Mr, Gilmore has a number of inventions to his credit and the first aircraft (Hudsons) to fly the Atlantic in wintertime were equipped by him with Carburettor de-icing. This feature is now standard in all types of aircraft and has proved invaluable in the conquest of icing hazards along the northern route. He is a member of; the Institute of Aeronautical Sciences of America and of the recently formed Society of Licensed Aircraft Engineers of Great Britain.

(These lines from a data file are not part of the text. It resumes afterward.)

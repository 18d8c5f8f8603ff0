//! Output formatting for server listings.
//!
//! This module handles formatting and outputting server data:
//! - [`csv`] - CSV export
//! - [`terminal`] - Terminal table with colors

mod csv;
mod terminal;

pub use csv::{escape_csv_field, export_csv, EXPORT_HEADERS};
pub use terminal::{format_field, print_pools, print_servers};
//! Server CRUD, soft delete and the trash.

use super::{ServerStore, StoreError};
use crate::models::{AddressKind, ServerInput, ServerRecord};
use chrono::{DateTime, Duration, Utc};

impl ServerStore {
    pub fn servers(&self) -> &[ServerRecord] {
        &self.data.servers
    }

    pub fn server(&self, id: u64) -> Option<&ServerRecord> {
        self.data.servers.iter().find(|s| s.id == id)
    }

    fn next_server_id(&self) -> u64 {
        self.data.servers.iter().map(|s| s.id).max().unwrap_or(0) + 1
    }

    /// Validate and insert a new server, or update `id` when given.
    pub fn add_or_update(&mut self, input: &ServerInput, id: Option<u64>) -> Result<u64, StoreError> {
        if let Some(id) = id {
            if self.server(id).is_none() {
                return Err(StoreError::ServerNotFound(id));
            }
        }
        let input = input.trimmed();
        if let Err(errors) = self.validate(&input, id) {
            log::warn!("Rejected server '{}': {}", input.server_name, errors);
            return Err(errors.into());
        }

        let now = Utc::now();
        match id {
            Some(id) => {
                if let Some(record) = self.data.servers.iter_mut().find(|s| s.id == id) {
                    record.apply(&input, now);
                }
                log::info!("Updated server {id} '{}'", input.server_name);
                Ok(id)
            }
            None => {
                let id = self.next_server_id();
                self.data.servers.push(ServerRecord {
                    id,
                    customer_id: input.customer_id,
                    server_name: input.server_name.clone(),
                    ip_internal: input.ip_internal.clone(),
                    ip_wan: input.ip_wan.clone(),
                    host: input.host.clone(),
                    farm: input.farm.clone(),
                    is_deleted: false,
                    deleted_at: None,
                    created_at: now,
                    updated_at: now,
                });
                log::info!(
                    "Added server {id} '{}' internal={} wan={}",
                    input.server_name,
                    input.ip_internal,
                    input.ip_wan
                );
                Ok(id)
            }
        }
    }

    /// Move one server to the trash. Returns whether anything changed.
    pub fn soft_delete(&mut self, id: u64) -> bool {
        self.soft_delete_bulk(&[id]) == 1
    }

    /// Move servers to the trash; zero and unknown ids are ignored.
    pub fn soft_delete_bulk(&mut self, ids: &[u64]) -> usize {
        let now = Utc::now();
        let mut changed = 0;
        for record in self
            .data
            .servers
            .iter_mut()
            .filter(|s| s.id != 0 && ids.contains(&s.id) && s.is_active())
        {
            record.is_deleted = true;
            record.deleted_at = Some(now);
            changed += 1;
        }
        log::info!("Moved {changed} of {} requested servers to trash", ids.len());
        changed
    }

    /// Bring a server back from the trash.
    ///
    /// Its addresses are validated again since another server may have taken
    /// them in the meantime.
    pub fn restore(&mut self, id: u64) -> Result<(), StoreError> {
        let record = self.server(id).ok_or(StoreError::ServerNotFound(id))?;
        if record.is_active() {
            return Ok(());
        }
        self.validate(&record.to_input(), Some(id))?;

        if let Some(record) = self.data.servers.iter_mut().find(|s| s.id == id) {
            record.is_deleted = false;
            record.deleted_at = None;
            record.updated_at = Utc::now();
        }
        log::info!("Restored server {id} from trash");
        Ok(())
    }

    /// Remove a server for good, whether or not it is in the trash.
    pub fn delete_permanent(&mut self, id: u64) -> bool {
        let before = self.data.servers.len();
        self.data.servers.retain(|s| s.id != id);
        let removed = before != self.data.servers.len();
        if removed {
            log::info!("Deleted server {id} permanently");
        }
        removed
    }

    /// Empty the trash.
    pub fn purge_trash(&mut self) -> usize {
        let before = self.data.servers.len();
        self.data.servers.retain(|s| s.is_active());
        let removed = before - self.data.servers.len();
        log::info!("Purged {removed} servers from trash");
        removed
    }

    /// Delete trashed servers whose `deleted_at` is more than `retention_days` before `now`.
    ///
    /// A cutoff that falls outside the representable time range expires nothing.
    pub fn purge_expired(&mut self, now: DateTime<Utc>, retention_days: u32) -> usize {
        let cutoff = match Duration::try_days(i64::from(retention_days))
            .and_then(|retention| now.checked_sub_signed(retention))
        {
            Some(cutoff) => cutoff,
            None => {
                log::warn!("Trash retention of {retention_days} days reaches before {now}; nothing purged");
                return 0;
            }
        };
        let before = self.data.servers.len();
        self.data.servers.retain(|s| match (s.is_deleted, s.deleted_at) {
            (true, Some(deleted_at)) => deleted_at >= cutoff,
            _ => true,
        });
        let removed = before - self.data.servers.len();
        log::info!("Purged {removed} servers deleted before {cutoff}");
        removed
    }

    /// Copy a server under "`<name> (Copy)`" with freshly allocated addresses.
    pub fn duplicate(&mut self, id: u64) -> Result<u64, StoreError> {
        let input = {
            let source = self.server(id).ok_or(StoreError::ServerNotFound(id))?;
            let allocator = self.allocator();
            let ip_internal = allocator
                .next_free_address(AddressKind::Internal, source.host.as_deref())
                .ok_or(StoreError::NoFreeAddress(AddressKind::Internal))?;
            let ip_wan = allocator
                .next_free_address(AddressKind::Wan, None)
                .ok_or(StoreError::NoFreeAddress(AddressKind::Wan))?;
            ServerInput {
                server_name: format!("{} (Copy)", source.server_name),
                ip_internal,
                ip_wan,
                ..source.to_input()
            }
        };
        self.add_or_update(&input, None)
    }
}
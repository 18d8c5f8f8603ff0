//! Domain models for the data-center server registry.
//!
//! This module contains the core data structures used throughout the crate:
//! - [`Ipv4`] - IPv4 subnet with CIDR notation support
//! - [`InternalIpPoolEntry`] and [`WanPoolEntry`] - address pool rows
//! - [`ServerRecord`] and [`ServerInput`] - server rows and their editable fields
//! - [`Customer`] - customer rows supplied by the customer registry
//! - [`LookupEntry`] and [`LookupKind`] - host and farm lookup tables

mod customer;
mod ipv4;
mod lookup;
mod pool;
mod server;

// Re-export public types
pub use customer::Customer;
pub use ipv4::{mask_bits, Ipv4, MAX_LENGTH};
pub use lookup::{LookupEntry, LookupKind};
pub use pool::{AddressKind, InternalIpPoolEntry, WanPoolEntry};
pub use server::{ServerInput, ServerRecord};
//! Server field validation.
//!
//! Checks run in three stages and every error of a stage is collected:
//! 1. address policy (customer, name, address syntax and range),
//! 2. pool membership through the allocator,
//! 3. uniqueness against active servers.
//!
//! A stage only runs when every earlier stage came back clean.

use crate::allocator::AddressAllocator;
use crate::models::{AddressKind, Ipv4, ServerInput, ServerRecord};
use std::fmt;
use std::net::{IpAddr, Ipv4Addr};
use thiserror::Error;

/// A single reason a server cannot be saved.
#[derive(Debug, Clone, PartialEq, Eq, Error)]
pub enum ValidationError {
    #[error("customer required")]
    CustomerRequired,
    #[error("server name required")]
    NameRequired,
    #[error("internal IP '{0}' is not a valid IPv4 address")]
    InvalidInternalIp(String),
    #[error("internal IP {ip} out of range {range}")]
    InternalIpOutOfRange { ip: String, range: Ipv4 },
    #[error("WAN IP '{0}' is not a valid IP address")]
    InvalidWanIp(String),
    #[error("internal and WAN IP identical")]
    IdenticalAddresses,
    #[error("internal IP {ip} is not available for host '{host}'")]
    InternalIpNotInPool { ip: String, host: String },
    #[error("WAN IP {0} is outside the configured WAN subnets")]
    WanIpNotInPool(String),
    #[error("internal IP {0} already in use")]
    InternalIpInUse(String),
    #[error("WAN IP {0} already in use")]
    WanIpInUse(String),
}

/// Every error found before validation stopped.
#[derive(Debug, Clone, Default, PartialEq, Eq)]
pub struct ValidationErrors(pub Vec<ValidationError>);

impl ValidationErrors {
    pub fn is_empty(&self) -> bool {
        self.0.is_empty()
    }

    pub fn len(&self) -> usize {
        self.0.len()
    }

    pub fn contains(&self, error: &ValidationError) -> bool {
        self.0.contains(error)
    }

    pub fn iter(&self) -> impl Iterator<Item = &ValidationError> {
        self.0.iter()
    }

    /// Human-readable messages, one per error.
    pub fn messages(&self) -> Vec<String> {
        self.0.iter().map(|e| e.to_string()).collect()
    }
}

impl fmt::Display for ValidationErrors {
    fn fmt(&self, f: &mut fmt::Formatter) -> fmt::Result {
        write!(f, "{}", self.messages().join("; "))
    }
}

impl std::error::Error for ValidationErrors {}

/// What validation needs to know about the rest of the system.
pub struct ValidationContext<'a> {
    pub allocator: &'a AddressAllocator<'a>,
    /// All stored servers; only active ones count for uniqueness.
    pub servers: &'a [ServerRecord],
    pub internal_range: Ipv4,
}

/// Validate a server before it is inserted, or updated when `exclude_id` is set.
pub fn validate_server(
    input: &ServerInput,
    exclude_id: Option<u64>,
    ctx: &ValidationContext,
) -> Result<(), ValidationErrors> {
    let input = input.trimmed();

    let errors = address_policy_errors(&input, ctx.internal_range);
    if !errors.is_empty() {
        log::debug!("validate_server: address policy failed: {:?}", errors);
        return Err(ValidationErrors(errors));
    }

    let errors = pool_errors(&input, ctx.allocator);
    if !errors.is_empty() {
        log::debug!("validate_server: pool check failed: {:?}", errors);
        return Err(ValidationErrors(errors));
    }

    let errors = duplicate_errors(&input, exclude_id, ctx.servers);
    if !errors.is_empty() {
        log::debug!("validate_server: duplicates found: {:?}", errors);
        return Err(ValidationErrors(errors));
    }

    Ok(())
}

fn address_policy_errors(input: &ServerInput, internal_range: Ipv4) -> Vec<ValidationError> {
    let mut errors = Vec::new();

    if input.customer_id == 0 {
        errors.push(ValidationError::CustomerRequired);
    }
    if input.server_name.is_empty() {
        errors.push(ValidationError::NameRequired);
    }

    match input.ip_internal.parse::<Ipv4Addr>() {
        Ok(ip) if internal_range.contains(ip) => {}
        Ok(_) => errors.push(ValidationError::InternalIpOutOfRange {
            ip: input.ip_internal.clone(),
            range: internal_range,
        }),
        Err(_) => errors.push(ValidationError::InvalidInternalIp(input.ip_internal.clone())),
    }

    if input.ip_wan.parse::<IpAddr>().is_err() {
        errors.push(ValidationError::InvalidWanIp(input.ip_wan.clone()));
    }

    if input.ip_internal == input.ip_wan {
        errors.push(ValidationError::IdenticalAddresses);
    }

    errors
}

fn pool_errors(input: &ServerInput, allocator: &AddressAllocator) -> Vec<ValidationError> {
    let mut errors = Vec::new();
    let host = input.host.as_deref();

    if !allocator.is_address_allowed(AddressKind::Internal, &input.ip_internal, host) {
        errors.push(ValidationError::InternalIpNotInPool {
            ip: input.ip_internal.clone(),
            host: host.unwrap_or("").to_string(),
        });
    }
    if !allocator.is_address_allowed(AddressKind::Wan, &input.ip_wan, None) {
        errors.push(ValidationError::WanIpNotInPool(input.ip_wan.clone()));
    }

    errors
}

fn duplicate_errors(
    input: &ServerInput,
    exclude_id: Option<u64>,
    servers: &[ServerRecord],
) -> Vec<ValidationError> {
    let mut errors = Vec::new();
    let mut others = servers
        .iter()
        .filter(|s| s.is_active() && Some(s.id) != exclude_id);

    if others
        .clone()
        .any(|s| s.ip_internal.trim() == input.ip_internal)
    {
        errors.push(ValidationError::InternalIpInUse(input.ip_internal.clone()));
    }
    if others.any(|s| s.ip_wan.trim() == input.ip_wan) {
        errors.push(ValidationError::WanIpInUse(input.ip_wan.clone()));
    }

    errors
}

#[cfg(test)]
mod tests {
    use super::*;
    use crate::models::{InternalIpPoolEntry, WanPoolEntry};
    use chrono::Utc;

    fn range() -> Ipv4 {
        Ipv4::new("172.16.0.0/16").unwrap()
    }

    fn record(id: u64, internal: &str, wan: &str, deleted: bool) -> ServerRecord {
        let now = Utc::now();
        ServerRecord {
            id,
            customer_id: 1,
            server_name: format!("srv-{id}"),
            ip_internal: internal.to_string(),
            ip_wan: wan.to_string(),
            host: None,
            farm: None,
            is_deleted: deleted,
            deleted_at: if deleted { Some(now) } else { None },
            created_at: now,
            updated_at: now,
        }
    }

    fn input(customer_id: u64, name: &str, internal: &str, wan: &str) -> ServerInput {
        ServerInput {
            customer_id,
            server_name: name.to_string(),
            ip_internal: internal.to_string(),
            ip_wan: wan.to_string(),
            host: None,
            farm: None,
        }
    }

    #[test]
    fn test_policy_stage_collects_everything() {
        let servers = vec![record(1, "10.0.0.1", "10.0.0.1", false)];
        let internal = vec![InternalIpPoolEntry::new("172.16.0.9", None)];
        let alloc = AddressAllocator::new(&internal, &[]);
        let ctx = ValidationContext {
            allocator: &alloc,
            servers: &servers,
            internal_range: range(),
        };

        let errors = validate_server(&input(0, "  ", "10.0.0.1", "10.0.0.1"), None, &ctx)
            .unwrap_err();
        assert!(errors.contains(&ValidationError::CustomerRequired));
        assert!(errors.contains(&ValidationError::NameRequired));
        assert!(errors.contains(&ValidationError::InternalIpOutOfRange {
            ip: "10.0.0.1".into(),
            range: range()
        }));
        assert!(errors.contains(&ValidationError::IdenticalAddresses));
        assert_eq!(errors.len(), 4, "no pool or duplicate checks: {errors}");
    }

    #[test]
    fn test_policy_rejects_bad_syntax() {
        let alloc = AddressAllocator::new(&[], &[]);
        let ctx = ValidationContext {
            allocator: &alloc,
            servers: &[],
            internal_range: range(),
        };
        let errors = validate_server(&input(1, "a", "172.16.0.300", "not-an-ip"), None, &ctx)
            .unwrap_err();
        assert_eq!(
            errors.0,
            vec![
                ValidationError::InvalidInternalIp("172.16.0.300".into()),
                ValidationError::InvalidWanIp("not-an-ip".into()),
            ]
        );
    }

    #[test]
    fn test_wan_may_be_ipv6_without_wan_pool() {
        let alloc = AddressAllocator::new(&[], &[]);
        let ctx = ValidationContext {
            allocator: &alloc,
            servers: &[],
            internal_range: range(),
        };
        // IPv6 passes syntax but the WAN pool check only accepts IPv4.
        let errors = validate_server(&input(1, "a", "172.16.0.3", "2001:db8::1"), None, &ctx)
            .unwrap_err();
        assert_eq!(
            errors.0,
            vec![ValidationError::WanIpNotInPool("2001:db8::1".into())]
        );
    }

    #[test]
    fn test_pool_stage_stops_before_duplicates() {
        let servers = vec![record(1, "172.16.0.5", "8.8.8.2", false)];
        let internal = vec![InternalIpPoolEntry::new("172.16.0.5", Some("HostA"))];
        let wan = vec![WanPoolEntry::new("8.8.8.0/29")];
        let alloc = AddressAllocator::new(&internal, &wan);
        let ctx = ValidationContext {
            allocator: &alloc,
            servers: &servers,
            internal_range: range(),
        };

        let mut candidate = input(1, "web", "172.16.0.5", "8.8.9.2");
        candidate.host = Some("HostB".into());
        let errors = validate_server(&candidate, None, &ctx).unwrap_err();
        assert_eq!(
            errors.0,
            vec![
                ValidationError::InternalIpNotInPool {
                    ip: "172.16.0.5".into(),
                    host: "HostB".into()
                },
                ValidationError::WanIpNotInPool("8.8.9.2".into()),
            ]
        );
    }

    #[test]
    fn test_duplicates_reported_separately() {
        let servers = vec![
            record(1, "172.16.0.5", "8.8.8.2", false),
            record(2, "172.16.0.6", "8.8.8.3", false),
        ];
        let alloc = AddressAllocator::new(&[], &[]);
        let ctx = ValidationContext {
            allocator: &alloc,
            servers: &servers,
            internal_range: range(),
        };

        let errors = validate_server(&input(1, "web", "172.16.0.5", "8.8.8.3"), None, &ctx)
            .unwrap_err();
        assert_eq!(
            errors.0,
            vec![
                ValidationError::InternalIpInUse("172.16.0.5".into()),
                ValidationError::WanIpInUse("8.8.8.3".into()),
            ]
        );
    }

    #[test]
    fn test_duplicates_ignore_self_and_trash() {
        let servers = vec![
            record(1, "172.16.0.5", "8.8.8.2", false),
            record(2, "172.16.0.6", "8.8.8.3", true),
        ];
        let alloc = AddressAllocator::new(&[], &[]);
        let ctx = ValidationContext {
            allocator: &alloc,
            servers: &servers,
            internal_range: range(),
        };

        assert!(validate_server(&input(1, "web", "172.16.0.5", "8.8.8.2"), Some(1), &ctx).is_ok());
        assert!(validate_server(&input(1, "web", "172.16.0.6", "8.8.8.3"), None, &ctx).is_ok());
    }

    #[test]
    fn test_errors_display_joined() {
        let errors = ValidationErrors(vec![
            ValidationError::CustomerRequired,
            ValidationError::NameRequired,
        ]);
        assert_eq!(errors.to_string(), "customer required; server name required");
    }
}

Mr. Gilmore is proud of the fact that he has with him in his department two real veterans of local Newfoundland aviation, in the persons of Mr. Angus J. Steele and Mr. William Manuel. Angus Steele, a native of St. John's, entered local aviation in 1934 as airplane mechanic apprentice with captain Doug Fraser on the small Curtis-Robin high-wing mono-plane used for commercial flying. That same year, the Newfoundland government having imported two Fox Moths, VO-ADE and VO-ABC, he transferred with Captain Fraser to the government service, and continued with that service until it closed out, whereupon he joined the C.P.R. Atlantic Ferry service at Gander in 1940. He continued with them and R.A.F. Ferry Command and is with Transport Command to this day. Since entering aviation Mr. Steele has logged over 1000 hours of flying in Newfoundland. He is the first Newfoundlander to receive a grounds engineer's license. Mr. Manuel, a native of Norris Arm, lately recruited by RAFTC at Gander, first entered the industry at his native home and had some years at it.